[Start of section]

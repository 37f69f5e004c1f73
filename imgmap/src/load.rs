/// Polling interval for hosts that can only observe a "complete" flag.
pub const POLL_INTERVAL_MS: u32 = 500;

/// What an image element's `complete` flag and natural width say about it.
#[derive(Clone, Copy, Debug, PartialEq, Eq)]
pub enum LoadStatus {
    /// Still fetching or decoding; keep waiting.
    Pending,
    /// Decoded with a usable size.
    Ready,
    /// Complete but with no pixels: a failed fetch, a broken image or no
    /// source at all. Waiting longer will not change it.
    Failed,
}

impl LoadStatus {
    pub fn classify(complete: bool, natural_width: f64) -> LoadStatus {
        match (complete, natural_width > 0.0) {
            (false, _) => LoadStatus::Pending,
            (true, true) => LoadStatus::Ready,
            (true, false) => LoadStatus::Failed,
        }
    }
}

/// One-shot latch over image load completion. Hosts may feed it from a load
/// event, a polling timer, or both; initialization runs once either way.
#[derive(Clone, Copy, Debug, Default, PartialEq, Eq)]
pub struct LoadWatch {
    fired: bool,
}

impl LoadWatch {
    pub fn new() -> Self {
        LoadWatch::default()
    }

    /// True exactly once: the first time `complete` is observed.
    pub fn observe(&mut self, complete: bool) -> bool {
        if self.fired || !complete {
            return false;
        }
        self.fired = true;
        true
    }

    pub fn is_done(&self) -> bool {
        self.fired
    }

    /// Arm again, e.g. after the image source changed.
    pub fn rearm(&mut self) {
        self.fired = false;
    }
}

#[cfg(test)]
mod tests {
    use super::*;

    #[test]
    fn fires_once_on_first_complete() {
        let mut w = LoadWatch::new();
        assert!(!w.observe(false));
        assert!(!w.is_done());
        assert!(w.observe(true));
        assert!(!w.observe(true));
        assert!(w.is_done());
    }

    #[test]
    fn complete_without_pixels_is_failed() {
        assert_eq!(LoadStatus::classify(false, 0.0), LoadStatus::Pending);
        assert_eq!(LoadStatus::classify(false, 640.0), LoadStatus::Pending);
        assert_eq!(LoadStatus::classify(true, 640.0), LoadStatus::Ready);
        assert_eq!(LoadStatus::classify(true, 0.0), LoadStatus::Failed);
    }

    #[test]
    fn rearm_allows_another_load() {
        let mut w = LoadWatch::new();
        assert!(w.observe(true));
        w.rearm();
        assert!(!w.is_done());
        assert!(w.observe(true));
    }
}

[End of section]

- _Task to complete_
The whole listing above is to be transcribed exactly, line for line.

- _Solution below_
repository 37f69f5e004c1f73
filename imgmap/src/load.rs
/// Polling interval for hosts that can only observe a "complete" flag.
pub const POLL_INTERVAL_MS: u32 = 500;

/// What an image element's `complete` flag and natural width say about it.
#[derive(Clone, Copy, Debug, PartialEq, Eq)]
pub enum LoadStatus {
    /// Still fetching or decoding; keep waiting.
    Pending,
    /// Decoded with a usable size.
    Ready,
    /// Complete but with no pixels: a failed fetch, a broken image or no
    /// source at all. Waiting longer will not change it.
    Failed,
}

impl LoadStatus {
    pub fn classify(complete: bool, natural_width: f64) -> LoadStatus {
        match (complete, natural_width > 0.0) {
            (false, _) => LoadStatus::Pending,
            (true, true) => LoadStatus::Ready,
            (true, false) => LoadStatus::Failed,
        }
    }
}

/// One-shot latch over image load completion. Hosts may feed it from a load
/// event, a polling timer, or both; initialization runs once either way.
#[derive(Clone, Copy, Debug, Default, PartialEq, Eq)]
pub struct LoadWatch {
    fired: bool,
}

impl LoadWatch {
    pub fn new() -> Self {
        LoadWatch::default()
    }

    /// True exactly once: the first time `complete` is observed.
    pub fn observe(&mut self, complete: bool) -> bool {
        if self.fired || !complete {
            return false;
        }
        self.fired = true;
        true
    }

    pub fn is_done(&self) -> bool {
        self.fired
    }

    /// Arm again, e.g. after the image source changed.
    pub fn rearm(&mut self) {
        self.fired = false;
    }
}

#[cfg(test)]
mod tests {
    use super::*;

    #[test]
    fn fires_once_on_first_complete() {
        let mut w = LoadWatch::new();
        assert!(!w.observe(false));
        assert!(!w.is_done());
        assert!(w.observe(true));
        assert!(!w.observe(true));
        assert!(w.is_done());
    }

    #[test]
    fn complete_without_pixels_is_failed() {
        assert_eq!(LoadStatus::classify(false, 0.0), LoadStatus::Pending);
        assert_eq!(LoadStatus::classify(false, 640.0), LoadStatus::Pending);
        assert_eq!(LoadStatus::classify(true, 640.0), LoadStatus::Ready);
        assert_eq!(LoadStatus::classify(true, 0.0), LoadStatus::Failed);
    }

    #[test]
    fn rearm_allows_another_load() {
        let mut w = LoadWatch::new();
        assert!(w.observe(true));
        w.rearm();
        assert!(!w.is_done());
        assert!(w.observe(true));
    }
}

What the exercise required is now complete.